In stream mode subbasin options is omitted. Input maps must be in CELL format (default output of r.watershed, r.stream.order and r.stream.extract). The distance is calculated in meters, for flat areas not corrected by topography. Distance correction by topography may be done using the following r.mapcalc formula:

r.mapcalc expression = "dist_corrected = sqrt(distance^2 + elevation^2)"

The module can work only if direction map, streams map and region have the same settings. This is checked by default. If resolutions differ, the module informs about it and stops. Region boundary and maps boundary may differ but it may lead to unexpected results. The elevation map is not affected by this restriction and can have whatever resolution.

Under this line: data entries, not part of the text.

use crate::upload::UploadedImage;
use std::collections::BTreeSet;
use std::fmt;

/// Session-unique handle for the transient preview of an accepted image.
#[derive(Debug, Clone, Copy, PartialEq, Eq, Hash, PartialOrd, Ord)]
pub struct PreviewId(u64);

impl PreviewId {
    pub const fn new(raw: u64) -> Self {
        Self(raw)
    }
}

impl fmt::Display for PreviewId {
    fn fmt(&self, f: &mut fmt::Formatter<'_>) -> fmt::Result {
        write!(f, "preview:{}", self.0)
    }
}

/// Owner of preview resources. The session acquires exactly one handle per
/// accepted image and releases it when the image is superseded, reset, or the
/// session is dropped.
pub trait PreviewStore {
    fn acquire(&mut self, id: PreviewId, image: &UploadedImage);
    fn release(&mut self, id: PreviewId);
}

impl<P: PreviewStore + ?Sized> PreviewStore for &mut P {
    fn acquire(&mut self, id: PreviewId, image: &UploadedImage) {
        (**self).acquire(id, image);
    }

    fn release(&mut self, id: PreviewId) {
        (**self).release(id);
    }
}

/// Bookkeeping-only store for headless sessions; records every acquire/release.
#[derive(Debug, Default, Clone, PartialEq, Eq)]
pub struct TrackingPreviews {
    live: BTreeSet<PreviewId>,
    acquired: Vec<PreviewId>,
    released: Vec<PreviewId>,
}

impl TrackingPreviews {
    pub fn new() -> Self {
        Self::default()
    }

    /// Handles acquired and not yet released.
    pub fn live(&self) -> impl Iterator<Item = PreviewId> + '_ {
        self.live.iter().copied()
    }

    pub fn live_count(&self) -> usize {
        self.live.len()
    }

    pub fn acquired(&self) -> &[PreviewId] {
        &self.acquired
    }

    pub fn released(&self) -> &[PreviewId] {
        &self.released
    }
}

impl PreviewStore for TrackingPreviews {
    fn acquire(&mut self, id: PreviewId, _image: &UploadedImage) {
        if !self.live.insert(id) {
            tracing::warn!("{id} acquired twice");
        }
        self.acquired.push(id);
    }

    fn release(&mut self, id: PreviewId) {
        if !self.live.remove(&id) {
            tracing::warn!("{id} released without being live");
        }
        self.released.push(id);
    }
}

#[cfg(test)]
mod tests {
    use super::*;
    use crate::upload::{CandidateFile, validate};

    fn image(id: u64) -> UploadedImage {
        validate(
            CandidateFile::new("a.jpg", "image/jpeg", vec![1, 2, 3]),
            PreviewId::new(id),
        )
        .unwrap()
    }

    #[test]
    fn tracking_store_follows_handle_lifetime() {
        let mut store = TrackingPreviews::new();
        store.acquire(PreviewId::new(1), &image(1));
        store.acquire(PreviewId::new(2), &image(2));
        store.release(PreviewId::new(1));

        assert_eq!(store.live().collect::<Vec<_>>(), vec![PreviewId::new(2)]);
        assert_eq!(store.acquired().len(), 2);
        assert_eq!(store.released(), &[PreviewId::new(1)]);
    }

    fn acquire_through<P: PreviewStore>(mut store: P, id: u64) {
        store.acquire(PreviewId::new(id), &image(id));
    }

    #[test]
    fn borrowed_store_forwards_to_owner() {
        let mut store = TrackingPreviews::new();
        acquire_through(&mut store, 3);
        assert_eq!(store.live_count(), 1);
    }

    #[test]
    fn display_names_the_handle() {
        assert_eq!(PreviewId::new(4).to_string(), "preview:4");
    }
}
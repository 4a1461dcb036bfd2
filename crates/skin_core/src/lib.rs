//! Session logic for the Jiabao Klinik skin-type screen: photo acquisition,
//! the simulated classification run, and the mapping of results to display text.
//!
//! Everything here is single-threaded and driven by discrete events. Time only
//! moves when the host calls [`Session::advance_to`], which keeps the whole flow
//! deterministic under test.

pub mod classifier;
pub mod config;
pub mod present;
pub mod preview;
pub mod session;
pub mod state;
pub mod timer;
pub mod upload;

pub use classifier::{
    ClassificationError, ClassificationOutcome, ClassificationResult, MOCK_OUTCOMES,
    MockClassifier, RandomSource, SkinClassifier, SkinType, ThreadRandom,
};
pub use config::EngineConfig;
pub use present::{ConfidenceTier, ResultView};
pub use preview::{PreviewId, PreviewStore, TrackingPreviews};
pub use session::Session;
pub use state::{Effect, Event, Phase, RunId, SessionError, SessionState, Transition, transition};
pub use timer::{TimerId, TimerQueue};
pub use upload::{AcquireError, CandidateFile, MAX_UPLOAD_BYTES, UploadedImage};
use std::env;

fn main() {
    let version =
        env::var("JIABAO_VERSION").unwrap_or_else(|_| env::var("CARGO_PKG_VERSION").unwrap());
    println!("cargo:rustc-env=JIABAO_VERSION={version}");
    println!("cargo:rerun-if-env-changed=JIABAO_VERSION");
}
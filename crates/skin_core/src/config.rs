use anyhow::{Context, Result};
use serde::{Deserialize, Serialize};
use std::fs;
use std::path::Path;
use std::time::Duration;

/// Timing of the simulated classification run.
#[derive(Debug, Clone, Copy, PartialEq, Eq, Serialize, Deserialize)]
#[serde(default, deny_unknown_fields)]
pub struct EngineConfig {
    /// Interval between progress ticks.
    pub tick_interval_ms: u64,
    /// Delay before the classifier is consulted.
    pub compute_delay_ms: u64,
}

impl Default for EngineConfig {
    fn default() -> Self {
        Self {
            tick_interval_ms: 200,
            compute_delay_ms: 2000,
        }
    }
}

impl EngineConfig {
    pub const FILE_NAME: &'static str = "jiabao.toml";

    pub fn tick_interval(&self) -> Duration {
        Duration::from_millis(self.tick_interval_ms)
    }

    pub fn compute_delay(&self) -> Duration {
        Duration::from_millis(self.compute_delay_ms)
    }

    pub fn from_toml_str(raw: &str) -> Result<Self> {
        let cfg: Self = toml::from_str(raw).context("konfigurasi tidak valid")?;
        cfg.validate()?;
        Ok(cfg)
    }

    pub fn load(path: impl AsRef<Path>) -> Result<Self> {
        let path = path.as_ref();
        let raw = fs::read_to_string(path)
            .with_context(|| format!("tidak dapat membaca konfigurasi: {}", path.display()))?;
        Self::from_toml_str(&raw).with_context(|| format!("di {}", path.display()))
    }

    /// Like [`load`](Self::load), but a missing file yields the defaults.
    pub fn load_or_default(path: impl AsRef<Path>) -> Result<Self> {
        let path = path.as_ref();
        if !path.exists() {
            tracing::debug!("no config at {}, using defaults", path.display());
            return Ok(Self::default());
        }
        Self::load(path)
    }

    fn validate(&self) -> Result<()> {
        if self.tick_interval_ms == 0 {
            anyhow::bail!("tick_interval_ms harus lebih dari 0");
        }
        Ok(())
    }
}
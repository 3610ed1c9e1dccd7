//! Interactive chat session on the terminal
//!
//! Lines typed on stdin are sent to the bot; `/stop`, `/reset`,
//! `/upload <url>` and `/quit` drive the session controls. Answers are
//! printed to stdout as they stream. Logs go to stderr as JSON.

use chat_session::message::MessageId;
use chat_session::runtime::InMemoryHistory;
use chat_session::speech::SilentSpeech;
use chat_session::transport::{BotTransport, EchoTransport};
use chat_session::{BotId, SendOptions, SessionConfig, SessionKey, SessionRegistry, SessionView};
use std::io::Write;
use std::sync::Arc;
use tokio::io::{AsyncBufReadExt, BufReader};
use tokio_stream::StreamExt;
use tracing_subscriber::{layer::SubscriberExt, util::SubscriberInitExt};

#[tokio::main]
async fn main() -> Result<(), Box<dyn std::error::Error>> {
    // Initialize logging
    tracing_subscriber::registry()
        .with(
            tracing_subscriber::EnvFilter::try_from_default_env()
                .unwrap_or_else(|_| "chat_session=info".into()),
        )
        .with(
            tracing_subscriber::fmt::layer()
                .json()
                .with_writer(std::io::stderr)
                .with_current_span(false)
                .with_span_list(false),
        )
        .init();

    // Configuration
    let config = SessionConfig::from_env()?;
    let bot_id = BotId::new(std::env::var("CHAT_BOT").unwrap_or_else(|_| "bing".to_string()));
    tracing::info!(
        bot = %bot_id,
        style = %config.conversation_style,
        speech = config.speech,
        "Starting chat session"
    );

    let transport: Arc<dyn BotTransport> = Arc::new(EchoTransport::default());
    let registry = SessionRegistry::new(
        config,
        Arc::new(move |_: &BotId| transport.clone()),
        Arc::new(InMemoryHistory::new()),
        Arc::new(SilentSpeech),
    );
    let session = registry.get_or_create(SessionKey::singleton(bot_id)).await;

    let printer = tokio::spawn(print_answers(session.updates()));

    let mut lines = BufReader::new(tokio::io::stdin()).lines();
    while let Some(line) = lines.next_line().await? {
        let line = line.trim();
        match line.split_once(' ').map_or((line, ""), |(cmd, rest)| (cmd, rest.trim())) {
            ("", _) => {}
            ("/quit", _) => break,
            ("/stop", _) => session.stop_generating().await,
            ("/reset", _) => {
                session.reset_conversation().await;
                println!("-- conversation reset");
            }
            ("/upload", url) if !url.is_empty() => session.upload_image(url).await,
            ("/upload", _) => println!("-- usage: /upload <url>"),
            _ => {
                session.send_message(line, SendOptions::default()).await;
            }
        }
    }

    printer.abort();
    Ok(())
}

/// Print the streaming bot message incrementally
async fn print_answers(mut updates: impl tokio_stream::Stream<Item = SessionView> + Unpin) {
    let mut current: Option<MessageId> = None;
    let mut printed = String::new();
    let mut attachment = None;

    while let Some(view) = updates.next().await {
        if view.attachment != attachment {
            if let Some(a) = &view.attachment {
                println!("-- attachment {:?}: {}", a.status, a.url);
            }
            attachment.clone_from(&view.attachment);
        }

        if let Some(id) = &view.generating_message_id {
            if current.as_ref() != Some(id) {
                if current.is_some() {
                    println!();
                }
                current = Some(id.clone());
                printed.clear();
                print!("bot> ");
            }
        }

        let Some(id) = current.clone() else {
            continue;
        };
        let Some(message) = view.message(&id) else {
            // Transcript was reset underneath us
            current = None;
            continue;
        };

        if let Some(suffix) = message.text.strip_prefix(printed.as_str()) {
            print!("{suffix}");
            printed.push_str(suffix);
        }
        let _ = std::io::stdout().flush();

        if view.generating_message_id.as_ref() != Some(&id) {
            println!();
            if let Some(error) = &message.error {
                println!("-- error: {error}");
            }
            current = None;
        }
    }
}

It is also required that stream_rast and direction maps come from the same source, e.g. both from r.stream.extract. If the stream network was generated with MFD method also MFD direction map must be used.

Probably one of the most important features of r.stream.distance is the ability to calculate the distance not only for streams generated by r.stream.extract, but also for any integer map, as long as the resolution corresponds to that of direction map. It can be a lake, swamp, depression and lake boundaries even divided into smaller fragments each with its own category.

EXAMPLE


# Set the region to match with elevation map
g.region -pa raster=elevation

# Calculate flow direction and stream network
r.watershed elevation=elevation threshold=10000 drainage=direction stream=streams

# Calculate elevation above and distance to stream network using downstream method
r.stream.distance stream_rast=streams direction=direction elevation=elevation \
  method=downstream distance=distance_stream_downstream difference=difference_stream_downstream

# Calculate elevation above and distance to stream network using upstream method
r.stream.distance stream_rast=streams direction=direction elevation=elevation \
  method=upstream distance=distance_stream_upstream difference=difference_stream_upstream

# Create outlet
echo "636645,218835" | v.in.ascii -n input=- output=outlet separator=","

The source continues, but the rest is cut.